» **WORK INSTRUCTION**: Where a line below holds the string "JobStatus", that line goes into the answer.

Saved data entries:
↓

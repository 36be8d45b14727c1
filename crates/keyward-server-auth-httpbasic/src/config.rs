// Copyright (c) 2025 Geoffrey Huntley <ghuntley@ghuntley.com>. All rights reserved.
// SPDX-License-Identifier: Proprietary

use keyward_server_auth::fields::opt_string_list;
use keyward_server_auth::{policy, AuthError, AuthResult};
use serde::{Deserialize, Serialize};

pub const CONFIG_KEY: &str = "config";

/// Endpoint that vouches for a username/password pair, and the policies
/// every accepted user receives.
#[derive(Debug, Clone, Default, PartialEq, Eq, Serialize, Deserialize)]
pub struct HttpBasicConfig {
	pub url: String,
	#[serde(default)]
	pub policies: Vec<String>,
}

#[derive(Debug, Default, Deserialize)]
pub struct HttpBasicConfigInput {
	pub url: Option<String>,
	#[serde(default, deserialize_with = "opt_string_list::deserialize")]
	pub policies: Option<Vec<String>>,
}

impl HttpBasicConfigInput {
	pub fn apply(self, config: &mut HttpBasicConfig) -> AuthResult<()> {
		if let Some(url) = self.url {
			config.url = url.trim().to_string();
		}
		if let Some(policies) = self.policies {
			config.policies = policy::sanitize(policies);
		}
		if config.url.is_empty() {
			return Err(AuthError::bad_request("url is required"));
		}
		let parsed = url::Url::parse(&config.url)
			.map_err(|e| AuthError::bad_request(format!("invalid url: {e}")))?;
		if !matches!(parsed.scheme(), "http" | "https") {
			return Err(AuthError::bad_request("url must be http or https"));
		}
		Ok(())
	}
}
// Copyright (c) 2025 Geoffrey Huntley <ghuntley@ghuntley.com>. All rights reserved.
// SPDX-License-Identifier: Proprietary

//! Log filter and output format.

use serde::Deserialize;
use std::str::FromStr;

use crate::error::ConfigError;

pub const DEFAULT_LOG_LEVEL: &str = "info,tower_http=debug";

#[derive(Debug, Clone, Copy, Default, PartialEq, Eq, Deserialize)]
#[serde(rename_all = "lowercase")]
pub enum LogFormat {
	#[default]
	Text,
	/// One JSON object per line.
	Json,
}

impl FromStr for LogFormat {
	type Err = ConfigError;

	fn from_str(s: &str) -> Result<Self, Self::Err> {
		match s.trim().to_ascii_lowercase().as_str() {
			"text" | "pretty" => Ok(LogFormat::Text),
			"json" => Ok(LogFormat::Json),
			other => Err(ConfigError::invalid("logging.format", format!("unknown format '{other}'"))),
		}
	}
}

#[derive(Debug, Clone, Default, Deserialize, PartialEq)]
#[serde(deny_unknown_fields)]
pub struct LoggingConfigLayer {
	/// An `EnvFilter` directive; `RUST_LOG` still wins at startup.
	pub level: Option<String>,
	pub format: Option<LogFormat>,
}

impl LoggingConfigLayer {
	pub fn merge(&mut self, other: Self) {
		self.level = other.level.or(self.level.take());
		self.format = other.format.or(self.format);
	}

	pub fn finalize(self) -> LoggingConfig {
		LoggingConfig {
			level: self.level.unwrap_or_else(|| DEFAULT_LOG_LEVEL.to_string()),
			format: self.format.unwrap_or_default(),
		}
	}
}

#[derive(Debug, Clone, PartialEq)]
pub struct LoggingConfig {
	pub level: String,
	pub format: LogFormat,
}

impl Default for LoggingConfig {
	fn default() -> Self {
		LoggingConfigLayer::default().finalize()
	}
}
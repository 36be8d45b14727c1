// Copyright (c) 2025 Geoffrey Huntley <ghuntley@ghuntley.com>. All rights reserved.
// SPDX-License-Identifier: Proprietary

//! Interval scheduling with retry and shutdown broadcast.

use std::collections::HashMap;
use std::sync::Arc;
use std::time::Duration;
use tokio::sync::{broadcast, Mutex};
use tokio::task::JoinHandle;
use tracing::{info, instrument, warn};

use crate::context::{CancellationToken, JobContext};
use crate::error::{JobError, Result};
use crate::health::{HealthState, JobHealthStatus, JobsHealthStatus};
use crate::history::RunHistory;
use crate::job::Job;
use crate::types::{JobRun, JobSchedule, JobStatus, TriggerSource};

const BASE_RETRY_DELAY_SECS: u64 = 1;
const MAX_RETRY_DELAY_SECS: u64 = 60;
const RETRY_FACTOR: f64 = 2.0;
const MAX_RETRIES: u32 = 3;

struct RegisteredJob {
	job: Arc<dyn Job>,
	schedule: JobSchedule,
	cancellation_token: CancellationToken,
}

pub struct JobScheduler {
	jobs: HashMap<String, RegisteredJob>,
	history: Arc<RunHistory>,
	shutdown_tx: broadcast::Sender<()>,
	handles: Mutex<Vec<JoinHandle<()>>>,
}

impl JobScheduler {
	pub fn new(history: Arc<RunHistory>) -> Self {
		let (shutdown_tx, _) = broadcast::channel(1);
		Self {
			jobs: HashMap::new(),
			history,
			shutdown_tx,
			handles: Mutex::new(Vec::new()),
		}
	}

	fn register(&mut self, job: Arc<dyn Job>, schedule: JobSchedule) {
		let id = job.id().to_string();
		self.jobs.insert(
			id,
			RegisteredJob {
				job,
				schedule,
				cancellation_token: CancellationToken::new(),
			},
		);
	}

	pub fn register_periodic(&mut self, job: Arc<dyn Job>, interval: Duration) {
		self.register(job, JobSchedule::Every(interval));
	}

	pub fn register_one_shot(&mut self, job: Arc<dyn Job>) {
		self.register(job, JobSchedule::OnDemand);
	}

	/// Spawn one loop per periodic job. The first run happens one interval after start.
	#[instrument(skip(self))]
	pub async fn start(&self) {
		let mut handles = self.handles.lock().await;

		for (job_id, registered) in &self.jobs {
			let JobSchedule::Every(interval) = registered.schedule else {
				continue;
			};
			let job = Arc::clone(&registered.job);
			let history = Arc::clone(&self.history);
			let mut shutdown_rx = self.shutdown_tx.subscribe();
			let cancellation_token = registered.cancellation_token.clone();
			let job_id = job_id.clone();

			handles.push(tokio::spawn(async move {
				loop {
					tokio::select! {
						_ = tokio::time::sleep(interval) => {
							if cancellation_token.is_cancelled() {
								continue;
							}
							let _ = run_job_with_retry(
								&job,
								&history,
								TriggerSource::Schedule,
								&cancellation_token,
							).await;
						}
						_ = shutdown_rx.recv() => {
							info!(job_id = %job_id, "Shutting down periodic job");
							break;
						}
					}
				}
			}));
		}

		info!(job_count = handles.len(), "Job scheduler started");
	}

	#[instrument(skip(self))]
	pub async fn trigger_job(&self, job_id: &str, triggered_by: TriggerSource) -> Result<String> {
		let registered = self
			.jobs
			.get(job_id)
			.ok_or_else(|| JobError::NotFound(job_id.to_string()))?;

		run_job_with_retry(
			&registered.job,
			&self.history,
			triggered_by,
			&registered.cancellation_token,
		)
		.await
	}

	/// Cancel the job: an in-flight run is abandoned and later runs are skipped.
	#[instrument(skip(self))]
	pub async fn cancel_job(&self, job_id: &str) -> Result<()> {
		let registered = self
			.jobs
			.get(job_id)
			.ok_or_else(|| JobError::NotFound(job_id.to_string()))?;

		registered.cancellation_token.cancel();
		Ok(())
	}

	#[instrument(skip(self))]
	pub async fn shutdown(&self) {
		let _ = self.shutdown_tx.send(());

		let mut handles = self.handles.lock().await;
		for handle in handles.drain(..) {
			let _ = handle.await;
		}

		info!("Job scheduler shut down");
	}

	pub fn job_ids(&self) -> Vec<String> {
		self.jobs.keys().cloned().collect()
	}

	pub fn history(&self) -> &Arc<RunHistory> {
		&self.history
	}

	#[instrument(skip(self))]
	pub async fn job_status(&self, job_id: &str) -> Option<JobHealthStatus> {
		let registered = self.jobs.get(job_id)?;

		let last_run = self.history.last_run(job_id).await;
		let consecutive_failures = self.history.consecutive_failures(job_id).await;

		Some(JobHealthStatus {
			job_id: job_id.to_string(),
			name: registered.job.name().to_string(),
			status: HealthState::from_history(last_run.as_ref(), consecutive_failures),
			last_run: last_run.map(Into::into),
			consecutive_failures,
		})
	}

	#[instrument(skip(self))]
	pub async fn health_status(&self) -> JobsHealthStatus {
		let mut jobs = Vec::with_capacity(self.jobs.len());
		for job_id in self.jobs.keys() {
			if let Some(status) = self.job_status(job_id).await {
				jobs.push(status);
			}
		}
		JobsHealthStatus::from_jobs(jobs)
	}
}

async fn run_job_with_retry(
	job: &Arc<dyn Job>,
	history: &Arc<RunHistory>,
	triggered_by: TriggerSource,
	cancellation_token: &CancellationToken,
) -> Result<String> {
	let run_id = uuid::Uuid::new_v4().to_string();
	history
		.record_run_start(&JobRun::start(&run_id, job.id(), triggered_by))
		.await;

	let mut retry_count = 0u32;
	loop {
		let source = if retry_count > 0 {
			TriggerSource::Retry
		} else {
			triggered_by
		};
		let ctx = JobContext::new(&run_id, source, cancellation_token.clone());

		let result = tokio::select! {
			result = job.run(&ctx) => result,
			_ = cancellation_token.cancelled() => Err(JobError::Cancelled),
		};

		let err = match result {
			Ok(output) => {
				history
					.record_run_complete(&run_id, JobStatus::Succeeded, None, output.metadata)
					.await;
				info!(job_id = %job.id(), run_id = %run_id, message = %output.message, "Job completed successfully");
				return Ok(run_id);
			}
			Err(JobError::Cancelled) => {
				history
					.record_run_complete(&run_id, JobStatus::Cancelled, None, None)
					.await;
				info!(job_id = %job.id(), run_id = %run_id, "Job cancelled");
				return Err(JobError::Cancelled);
			}
			Err(e) => e,
		};

		if err.is_retryable() && retry_count < MAX_RETRIES {
			retry_count += 1;
			history.record_retry(&run_id, retry_count).await;
			let delay_secs = calculate_backoff_delay(retry_count);
			warn!(
				job_id = %job.id(),
				run_id = %run_id,
				retry_count,
				delay_secs,
				error = %err,
				"Job failed, retrying"
			);
			tokio::time::sleep(Duration::from_secs(delay_secs)).await;
			continue;
		}

		let message = err.to_string();
		history
			.record_run_complete(&run_id, JobStatus::Failed, Some(message.clone()), None)
			.await;
		warn!(job_id = %job.id(), run_id = %run_id, error = %message, "Job failed");
		return Err(err);
	}
}

pub(crate) fn calculate_backoff_delay(retry_count: u32) -> u64 {
	let delay = BASE_RETRY_DELAY_SECS as f64 * RETRY_FACTOR.powi(retry_count as i32 - 1);
	(delay as u64).min(MAX_RETRY_DELAY_SECS)
}
// Copyright (c) 2025 Geoffrey Huntley <ghuntley@ghuntley.com>. All rights reserved.
// SPDX-License-Identifier: Proprietary

use jsonwebtoken::errors::ErrorKind as JwtErrorKind;
use keyward_server_auth::AuthError;
use thiserror::Error;

#[derive(Debug, Error)]
pub enum OidcError {
	#[error("network error: {0}")]
	Network(#[from] reqwest::Error),

	#[error("discovery failed: {0}")]
	Discovery(String),

	#[error("no signing key with kid {0:?}")]
	UnknownKey(String),

	#[error("invalid token: {0}")]
	Token(#[from] jsonwebtoken::errors::Error),

	#[error("token is not yet valid")]
	NotYetValid,

	#[error("token is missing the {0} claim")]
	MissingClaim(&'static str),

	#[error("access token request failed: {0}")]
	AccessToken(String),

	#[error("arm request failed ({status}): {message}")]
	Arm { status: u16, message: String },

	#[error("invalid response: {0}")]
	InvalidResponse(String),
}

pub type OidcResult<T> = std::result::Result<T, OidcError>;

impl From<OidcError> for AuthError {
	fn from(err: OidcError) -> Self {
		match err {
			OidcError::Token(e) => AuthError::verification(match e.kind() {
				JwtErrorKind::ExpiredSignature => "token is expired".to_string(),
				JwtErrorKind::ImmatureSignature => "token is not yet valid".to_string(),
				JwtErrorKind::InvalidAudience => "token audience does not match".to_string(),
				JwtErrorKind::InvalidIssuer => "token issuer does not match".to_string(),
				_ => format!("token could not be verified: {e}"),
			}),
			OidcError::UnknownKey(_) | OidcError::NotYetValid | OidcError::MissingClaim(_) => {
				AuthError::verification(err.to_string())
			}
			OidcError::Arm { status: 404, .. } => AuthError::verification("virtual machine not found"),
			OidcError::Arm { .. } => AuthError::upstream("arm", err.to_string()),
			other => AuthError::upstream("azure", other.to_string()),
		}
	}
}
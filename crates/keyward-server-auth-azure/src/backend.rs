// Copyright (c) 2025 Geoffrey Huntley <ghuntley@ghuntley.com>. All rights reserved.
// SPDX-License-Identifier: Proprietary

use async_trait::async_trait;
use keyward_server_auth::{
	policy, Auth, AuthError, AuthMethod, AuthResult, Backend, Operation, PrincipalClaim, Request,
	Response, RoleStore, Storage, StorageExt, SystemView, TtlBounds,
};
use serde::Deserialize;
use serde_json::Value;
use std::collections::BTreeMap;
use std::sync::Arc;
use tokio::sync::RwLock;
use tracing::{info, warn};

use crate::arm::{ArmClient, VirtualMachine};
use crate::config::{AzureConfig, AzureConfigInput, CONFIG_KEY};
use crate::enforcer;
use crate::oidc::OidcProvider;
use crate::role::{AzureBindings, AzureRole, AzureRoleInput};

#[derive(Debug, Deserialize)]
struct LoginInput {
	#[serde(default)]
	role: String,
	#[serde(default)]
	jwt: String,
	#[serde(default)]
	subscription_id: String,
	#[serde(default)]
	resource_group_name: String,
	#[serde(default)]
	vm_name: String,
}

/// Upstream clients derived from the stored config; rebuilt on config writes.
struct Clients {
	provider: Arc<OidcProvider>,
	arm: Arc<ArmClient>,
}

/// Azure managed identity authentication.
pub struct AzureBackend {
	storage: Arc<dyn Storage>,
	roles: RoleStore<AzureBindings>,
	config_lock: RwLock<()>,
	clients: RwLock<Option<Arc<Clients>>>,
	system: Arc<dyn SystemView>,
	http: reqwest::Client,
}

impl AzureBackend {
	pub fn new(storage: Arc<dyn Storage>, system: Arc<dyn SystemView>) -> AuthResult<Self> {
		let http = keyward_common_http::new_client()
			.map_err(|e| AuthError::internal(format!("failed to build http client: {e}")))?;
		Ok(Self::with_http(storage, system, http))
	}

	pub fn with_http(storage: Arc<dyn Storage>, system: Arc<dyn SystemView>, http: reqwest::Client) -> Self {
		Self {
			roles: RoleStore::new(Arc::clone(&storage)),
			config_lock: RwLock::new(()),
			clients: RwLock::new(None),
			storage,
			system,
			http,
		}
	}

	pub fn roles(&self) -> &RoleStore<AzureBindings> {
		&self.roles
	}

	async fn config(&self) -> AuthResult<AzureConfig> {
		let _guard = self.config_lock.read().await;
		self.storage
			.get_json(CONFIG_KEY)
			.await?
			.ok_or_else(|| AuthError::not_found("azure configuration"))
	}

	async fn clients(&self, config: &AzureConfig) -> AuthResult<Arc<Clients>> {
		if let Some(clients) = self.clients.read().await.as_ref() {
			return Ok(Arc::clone(clients));
		}
		let mut slot = self.clients.write().await;
		if let Some(clients) = slot.as_ref() {
			return Ok(Arc::clone(clients));
		}
		let provider = OidcProvider::discover(self.http.clone(), &config.issuer()).await?;
		let clients = Arc::new(Clients {
			provider: Arc::new(provider),
			arm: Arc::new(ArmClient::new(self.http.clone(), config)),
		});
		*slot = Some(Arc::clone(&clients));
		Ok(clients)
	}

	fn ttls(&self, role: &AzureRole) -> (std::time::Duration, std::time::Duration) {
		let bounds = TtlBounds::compute(self.system.max_lease_ttl(), role.max_ttl, None);
		(bounds.token_ttl(role.ttl), bounds.shortest_max)
	}

	#[tracing::instrument(skip_all, name = "AzureBackend::login")]
	async fn login(&self, request: &Request) -> AuthResult<Response> {
		let input: LoginInput = request.decode()?;
		if input.role.is_empty() {
			return Err(AuthError::bad_request("role is required"));
		}
		if input.jwt.is_empty() {
			return Err(AuthError::bad_request("jwt is required"));
		}
		let config = self.config().await?;
		let role = self.roles.require(&input.role).await?;
		let clients = self.clients(&config).await?;

		let identity = clients.provider.verify(&input.jwt, &config.resource).await?;
		let mut claim = PrincipalClaim::new(AuthMethod::AzureMsi, identity.oid.clone())
			.with_candidate_role(role.name.clone())
			.with_list("groups", identity.groups.clone());
		for (key, value) in [
			("subscription_id", &input.subscription_id),
			("resource_group_name", &input.resource_group_name),
			("vm_name", &input.vm_name),
		] {
			if !value.is_empty() {
				claim = claim.with_text(key, value.clone());
			}
		}

		let vm: Option<VirtualMachine> = if input.vm_name.is_empty() {
			None
		} else {
			if input.subscription_id.is_empty() || input.resource_group_name.is_empty() {
				return Err(AuthError::bad_request(
					"subscription_id and resource_group_name are required with vm_name",
				));
			}
			let vm = clients
				.arm
				.virtual_machine(&input.subscription_id, &input.resource_group_name, &input.vm_name)
				.await?;
			claim = claim.with_text("location", vm.location.clone());
			if let Some(subscription) = vm.subscription_id() {
				claim = claim.with_text("subscription_id", subscription.to_string());
			}
			if let Some(group) = vm.resource_group() {
				claim = claim.with_text("resource_group_name", group.to_string());
			}
			Some(vm)
		};

		if let Err(e) = enforcer::enforce_login(&claim, &role.bindings, vm.as_ref()) {
			warn!(role = %role.name, oid = %claim.subject, error = %e, "azure login rejected");
			return Err(e);
		}

		let (ttl, max_ttl) = self.ttls(&role);
		let mut metadata = BTreeMap::new();
		metadata.insert("role".to_string(), role.name.clone());
		for key in ["subscription_id", "resource_group_name", "vm_name"] {
			if let Some(value) = claim.text(key) {
				metadata.insert(key.to_string(), value.to_string());
			}
		}
		let mut auth = Auth {
			policies: role.policies.clone(),
			metadata,
			ttl,
			max_ttl,
			period: role.period,
			renewable: true,
			display_name: identity.oid.clone(),
			..Auth::default()
		};
		auth.set_internal("role", role.name.clone());
		auth.set_internal("oid", identity.oid.clone());
		auth.set_internal("groups", identity.groups.clone());
		info!(role = %role.name, oid = %identity.oid, "azure login succeeded");
		Ok(Response::with_auth(auth))
	}

	/// Renewal uses the identity captured at login; the VM is not re-read.
	#[tracing::instrument(skip_all, name = "AzureBackend::renew")]
	async fn renew_auth(&self, auth: &Auth) -> AuthResult<Auth> {
		let role_name = auth
			.internal_str("role")
			.ok_or_else(|| AuthError::bad_request("auth is missing role"))?;
		let role = self
			.roles
			.get(role_name)
			.await?
			.ok_or_else(|| AuthError::not_found(format!("role {role_name:?} no longer exists")))?;
		if !policy::equivalent(&role.policies, &auth.policies) {
			return Err(AuthError::verification("policies have changed, not renewing"));
		}

		let oid = auth
			.internal_str("oid")
			.ok_or_else(|| AuthError::bad_request("auth is missing oid"))?;
		let groups: Vec<String> = match auth.internal_data.get("groups") {
			Some(Value::Array(values)) => values
				.iter()
				.filter_map(Value::as_str)
				.map(str::to_string)
				.collect(),
			_ => Vec::new(),
		};
		let claim = PrincipalClaim::new(AuthMethod::AzureMsi, oid).with_list("groups", groups);
		enforcer::enforce_identity(&claim, &role.bindings)?;

		let (ttl, max_ttl) = self.ttls(&role);
		let mut renewed = auth.clone();
		renewed.ttl = ttl;
		renewed.max_ttl = max_ttl;
		renewed.period = role.period;
		Ok(renewed)
	}

	#[tracing::instrument(skip_all, fields(op = ?request.operation, path = %request.path), name = "AzureBackend::route")]
	async fn route(&self, request: Request) -> AuthResult<Response> {
		use Operation::*;

		let segments = request.segments();
		match (request.operation, segments.as_slice()) {
			(Create | Update, ["login"]) => self.login(&request).await,

			(Read, ["config"]) => {
				let _guard = self.config_lock.read().await;
				Ok(match self.storage.get_json::<AzureConfig>(CONFIG_KEY).await? {
					Some(config) => Response::with_data(&config.to_response())?,
					None => Response::empty(),
				})
			}
			(Create | Update, ["config"]) => {
				let input: AzureConfigInput = request.decode()?;
				let _guard = self.config_lock.write().await;
				let mut config: AzureConfig = self.storage.get_json(CONFIG_KEY).await?.unwrap_or_default();
				input.apply(&mut config)?;
				self.storage.put_json(CONFIG_KEY, &config).await?;
				*self.clients.write().await = None;
				info!(tenant = %config.tenant_id, "azure config written");
				Response::with_data(&config.to_response())
			}
			(Delete, ["config"]) => {
				let _guard = self.config_lock.write().await;
				self.storage.delete(CONFIG_KEY).await?;
				*self.clients.write().await = None;
				Ok(Response::empty())
			}

			(List, ["role" | "roles"] | ["role" | "roles", ""]) => Ok(Response::list(self.roles.list().await?)),
			(Read, ["role", name]) => match self.roles.get(name).await? {
				Some(role) => Response::with_data(&role.to_response()?),
				None => Ok(Response::empty()),
			},
			(Create | Update, ["role", name]) => {
				let input: AzureRoleInput = request.decode()?;
				let (role, _) = self.roles.create_or_update(name, |role| input.apply(role)).await?;
				Response::with_data(&role.to_response()?)
			}
			(Delete, ["role", name]) => {
				self.roles.delete(name).await?;
				Ok(Response::empty())
			}

			_ => Err(AuthError::not_found(format!("{:?} {}", request.operation, request.path))),
		}
	}
}

#[async_trait]
impl Backend for AzureBackend {
	fn backend_type(&self) -> &'static str {
		"azure"
	}

	async fn handle(&self, request: Request) -> AuthResult<Response> {
		self.route(request).await
	}

	async fn renew(&self, auth: &Auth) -> AuthResult<Auth> {
		self.renew_auth(auth).await
	}
}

↑

» **RESULT BELOW**:
use crate::types::{JobRun, JobSchedule, JobStatus, TriggerSource};
					.record_run_complete(&run_id, JobStatus::Succeeded, None, output.metadata)
					.record_run_complete(&run_id, JobStatus::Cancelled, None, None)
			.record_run_complete(&run_id, JobStatus::Failed, Some(message.clone()), None)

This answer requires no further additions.